剧中,先透过李公甫的“欢喜”表情来叙事,再经由叙事形成个性化结构。于是,将这一形象的“悲悯”展现,并交叉着其他“主人公”主要脉络的调性,让表演者群体中主次边界被消解,从而达成一种“欢喜与悲悯”的情节表达与角色书写。最后,短镜头“点缀”显现,成为画龙点睛之笔。贯穿至结尾的重生,又将视野从他的表现中延续至未来想象。

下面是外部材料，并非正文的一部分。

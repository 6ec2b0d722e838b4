//! Filesystem paths and namespaces derived from a slug
//!
//! Nothing here is persisted: a module's directory is always
//! `<root>/<DisplayName>` and its namespace is always `<prefix>::<slug>`, so the
//! two can never drift from the slug.

use crate::config::ModulesConfig;
use crate::error::{RegistryError, RegistryResult};
use crate::module::Slug;
use std::path::{Path, PathBuf};

/// Descriptor file name inside every module directory
pub const DESCRIPTOR_FILE: &str = "module.json";

/// Separator between namespace segments
pub const NAMESPACE_SEPARATOR: &str = "::";

/// Derives module directories and namespaces
#[derive(Debug, Clone, PartialEq, Eq)]
pub struct PathResolver {
    root: PathBuf,
    namespace: String,
}

impl PathResolver {
    /// Create a resolver from configuration
    ///
    /// A relative root is anchored at the current working directory.
    #[must_use]
    pub fn new(config: &ModulesConfig) -> Self {
        let root = std::path::absolute(&config.path).unwrap_or_else(|_| config.path.clone());
        Self {
            root,
            namespace: config.namespace.clone(),
        }
    }

    /// Modules root directory
    #[must_use]
    pub fn root_path(&self) -> &Path {
        &self.root
    }

    /// Configured base namespace
    #[must_use]
    pub fn namespace_prefix(&self) -> &str {
        &self.namespace
    }

    /// Directory for a module, whether or not it exists
    #[must_use]
    pub fn module_dir(&self, slug: &Slug) -> PathBuf {
        self.root.join(slug.name())
    }

    /// Descriptor path for a module
    #[must_use]
    pub fn descriptor_path(&self, slug: &Slug) -> PathBuf {
        self.module_dir(slug).join(DESCRIPTOR_FILE)
    }

    /// Canonical directory for a module
    ///
    /// # Errors
    ///
    /// Returns [`RegistryError::NotFound`] if the directory does not exist and
    /// `allow_missing` is false.
    pub fn resolve_path(&self, slug: &Slug, allow_missing: bool) -> RegistryResult<PathBuf> {
        let path = self.module_dir(slug);
        if !allow_missing && !path.is_dir() {
            return Err(RegistryError::NotFound(slug.to_string()));
        }
        Ok(path)
    }

    /// Namespace of a module (`crate::modules::blog`)
    #[must_use]
    pub fn module_namespace(&self, slug: &Slug) -> String {
        format!("{}{NAMESPACE_SEPARATOR}{slug}", self.namespace)
    }

    /// Namespace of an artifact inside a module
    ///
    /// # Examples
    ///
    /// ```
    /// use acton_modules::config::ModulesConfig;
    /// use acton_modules::module::Slug;
    /// use acton_modules::paths::PathResolver;
    ///
    /// let paths = PathResolver::new(&ModulesConfig::new("modules"));
    /// let slug = Slug::parse("blog").unwrap();
    /// assert_eq!(
    ///     paths.artifact_namespace(&slug, &["http", "controllers"]),
    ///     "crate::modules::blog::http::controllers"
    /// );
    /// ```
    #[must_use]
    pub fn artifact_namespace(&self, slug: &Slug, segments: &[&str]) -> String {
        std::iter::once(self.module_namespace(slug))
            .chain(segments.iter().map(ToString::to_string))
            .collect::<Vec<_>>()
            .join(NAMESPACE_SEPARATOR)
    }
}

#[cfg(test)]
mod tests {
    use super::*;
    use tempfile::tempdir;

    fn slug(s: &str) -> Slug {
        Slug::parse(s).unwrap()
    }

    #[test]
    fn test_module_dir_uses_display_name() {
        let paths = PathResolver::new(&ModulesConfig::new("/srv/app/modules"));
        assert_eq!(paths.module_dir(&slug("blog")), PathBuf::from("/srv/app/modules/Blog"));
        assert_eq!(
            paths.descriptor_path(&slug("user_profiles")),
            PathBuf::from("/srv/app/modules/UserProfiles/module.json")
        );
    }

    #[test]
    fn test_relative_root_is_made_absolute() {
        let paths = PathResolver::new(&ModulesConfig::new("modules"));
        assert!(paths.root_path().is_absolute());
        assert!(paths.root_path().ends_with("modules"));
    }

    #[test]
    fn test_resolve_path_missing() {
        let dir = tempdir().unwrap();
        let paths = PathResolver::new(&ModulesConfig::new(dir.path()));

        let result = paths.resolve_path(&slug("blog"), false);
        assert!(matches!(result, Err(RegistryError::NotFound(s)) if s == "blog"));

        let allowed = paths.resolve_path(&slug("blog"), true).unwrap();
        assert_eq!(allowed, dir.path().join("Blog"));
    }

    #[test]
    fn test_resolve_path_existing() {
        let dir = tempdir().unwrap();
        std::fs::create_dir(dir.path().join("Blog")).unwrap();
        let paths = PathResolver::new(&ModulesConfig::new(dir.path()));

        assert_eq!(paths.resolve_path(&slug("blog"), false).unwrap(), dir.path().join("Blog"));
    }

    #[test]
    fn test_namespaces() {
        let config = ModulesConfig::new("modules").with_namespace("app::modules");
        let paths = PathResolver::new(&config);
        assert_eq!(paths.namespace_prefix(), "app::modules");
        assert_eq!(paths.module_namespace(&slug("blog")), "app::modules::blog");
        assert_eq!(paths.artifact_namespace(&slug("blog"), &[]), "app::modules::blog");
    }
}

总结来看,“先锋性悲剧”所呈现的“姐夫—李公甫”形象,皆源于编剧在角色布局中,挑战、颠覆传统经典结构与角色行动的艺术书写。有趣的是,这种革新意识和反叛精神,以“悲悯和欢喜”交融的表达方式,展现出一种独特的美学价值。如今,动画电影的戏剧性已然开启了越来越开放的文学、戏剧、表演与情绪消费的新阶段。
【本文系2024年度国家艺术基金人才培训项目“文艺短评、微评人才培训”(2024-A-05-053-565)阶段性成果】
(作者系南京体育学院武术与艺术学院副教授)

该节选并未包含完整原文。